Oczywiście wygodniej kogoś wysłać niż samemu jechać i umawiać wizytę ale nie było wcześniej o tym mowy.
Do tego sorry kolego ale uczestniczyłem kilka razy w tego typach oględzinach i jakoś te fotki mnie nie wzruszają bo tak właściwie dalej kręcimy się wokół tych samych czynności tylko dodajemy pióropusz ku uciesze kupującego.
I ok. Jak kupujesz bez chęci ruszenia się z chaty to bierz sprawdzenie w sumie innej opcji nie ma ale nie pisz że ASO to kwoty czterocyfrowe.
P.s.
Teraz na spokojnie zerknąłem
Grubo ekspertyza rozbudowana a tak naprawdę co mamy ogólne sprawdzenie auta rozpisane na detale + przyznanie że osłony nie zdjęli pod silnikiem
"Rzeczoznawca Autotesto podczas oględzin nie może ściągać plastikowych osłon pojazdu.
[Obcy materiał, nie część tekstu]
//! Guard region: a constant border kept around a raster so that zoom and filter
//! operations near the edges never sample outside the buffer.

use flicker_image::{ImageError, ImageSize, Raster, WHITE};
use serde::{Deserialize, Serialize};

use crate::crop::{crop_image, paste_image};
use crate::resize::{resample, ResampleMode};

/// Width and fill value of a guard border.
#[derive(Debug, Clone, Copy, PartialEq, Eq, Serialize, Deserialize)]
pub struct GuardRegion {
    /// Border width in pixels on each side.
    pub margin: usize,
    /// Packed pixel value of the border.
    pub fill: u32,
}

impl Default for GuardRegion {
    fn default() -> Self {
        Self {
            margin: 8,
            fill: WHITE,
        }
    }
}

impl GuardRegion {
    /// Size of a raster with this guard added around `interior`.
    pub fn padded_size(&self, interior: ImageSize) -> ImageSize {
        ImageSize {
            width: interior.width + 2 * self.margin,
            height: interior.height + 2 * self.margin,
        }
    }

    /// Size of the interior of a guarded raster of size `padded`, if it has one.
    pub fn interior_size(&self, padded: ImageSize) -> Option<ImageSize> {
        let width = padded.width.checked_sub(2 * self.margin)?;
        let height = padded.height.checked_sub(2 * self.margin)?;
        Some(ImageSize { width, height })
    }

    /// The same guard with its margin scaled by `scale`.
    pub fn scaled(&self, scale: f64) -> Self {
        Self {
            margin: (self.margin as f64 * scale).round().max(0.0) as usize,
            fill: self.fill,
        }
    }
}

/// Surround `src` with the guard border.
///
/// # Example
///
/// ```
/// use flicker_image::Raster;
/// use flicker_imgproc::guard::{add_guard, GuardRegion};
///
/// let src = Raster::from_size_val([2, 2].into(), 7).unwrap();
/// let guarded = add_guard(&src, &GuardRegion { margin: 1, fill: 0 }).unwrap();
/// assert_eq!((guarded.width(), guarded.height()), (4, 4));
/// assert_eq!(guarded.get_pixel(1, 1, 0).unwrap(), 7);
/// assert_eq!(guarded.get_pixel(0, 0, 0).unwrap(), 0);
/// ```
pub fn add_guard(src: &Raster, guard: &GuardRegion) -> Result<Raster, ImageError> {
    let mut dst = Raster::try_from_size_val(guard.padded_size(src.size()), guard.fill)?;
    paste_image(src, &mut dst, guard.margin, guard.margin)?;
    Ok(dst)
}

/// Remove the guard border from `src`, returning the interior.
///
/// # Errors
///
/// Returns [`ImageError::EmptyImage`] if `src` is not larger than twice the margin.
pub fn strip_guard(src: &Raster, guard: &GuardRegion) -> Result<Raster, ImageError> {
    let interior = guard
        .interior_size(src.size())
        .filter(|s| s.area() > 0)
        .ok_or(ImageError::EmptyImage(src.cols(), src.rows()))?;

    let mut dst = Raster::try_from_size_val(interior, 0)?;
    crop_image(src, &mut dst, guard.margin, guard.margin)?;
    Ok(dst)
}

/// Zoom a guarded raster.
///
/// Only the interior is resampled, to `interior_size`; the border is rebuilt
/// with its margin scaled by the same horizontal factor, so the fill never
/// bleeds into the image.
///
/// Returns the new guarded raster and the rescaled guard.
pub fn resample_with_guard(
    src: &Raster,
    guard: &GuardRegion,
    interior_size: ImageSize,
    mode: ResampleMode,
) -> Result<(Raster, GuardRegion), ImageError> {
    let interior = strip_guard(src, guard)?;

    let mut zoomed = Raster::try_from_size_val(interior_size, 0)?;
    resample(&interior, &mut zoomed, mode)?;

    let scale = interior_size.width as f64 / interior.width() as f64;
    let new_guard = guard.scaled(scale);
    Ok((add_guard(&zoomed, &new_guard)?, new_guard))
}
Kontrola podwozia została przeprowadzona bez demontowania osłony dolnej silnika. Ewentualne wycieki weryfikowano bez ściągniętej osłony, wokół osłony oraz przez otwory rewizyjne dostępne w osłonie z możliwie najwyższą dokładnością"
A na końcu: " Udaj się do Autoryzowanej Stacji Obsługi celem potwierdzenia historii pojazdu , weryfikacją ciśnienia na cylindrach oraz poprawności mieszanki spalin ( ze względów logistycznych Autotesto nie realizuje tych badań)"
Wielkie pitu pitu że zwykłego sprawdzeniea.
Nawet rozpisali szyby i szczelinki a Ty się tym chwalisz brawo Ty. Naprawdę elegancki raport żeby się nim podniecać.